Data shown below:

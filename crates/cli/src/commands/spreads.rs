//! `arcana spreads`: list the spread layouts.

use arcana_core::SpreadLayout;

pub fn run() -> Result<(), Box<dyn std::error::Error>> {
    println!("🃏 Spread Layouts");
    println!("=================\n");

    for layout in SpreadLayout::all() {
        println!("  {} ({}, {} cards)", layout.key, layout.name, layout.card_count());
        println!("     Positions: {}", layout.positions.join(", "));
        println!("     Pivot:     {}", layout.pivot_default);
        if !layout.key_tensions.is_empty() {
            let pairs: Vec<String> = layout
                .key_tensions
                .iter()
                .map(|(a, b)| format!("{a} ↔ {b}"))
                .collect();
            println!("     Tensions:  {}", pairs.join(", "));
        }
        println!();
    }

    Ok(())
}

End of Data shown.

What is required
Scan the data above for the string "SpreadLayout". Copy every line in which it appears.

Finished exercise
use arcana_core::SpreadLayout;
    for layout in SpreadLayout::all() {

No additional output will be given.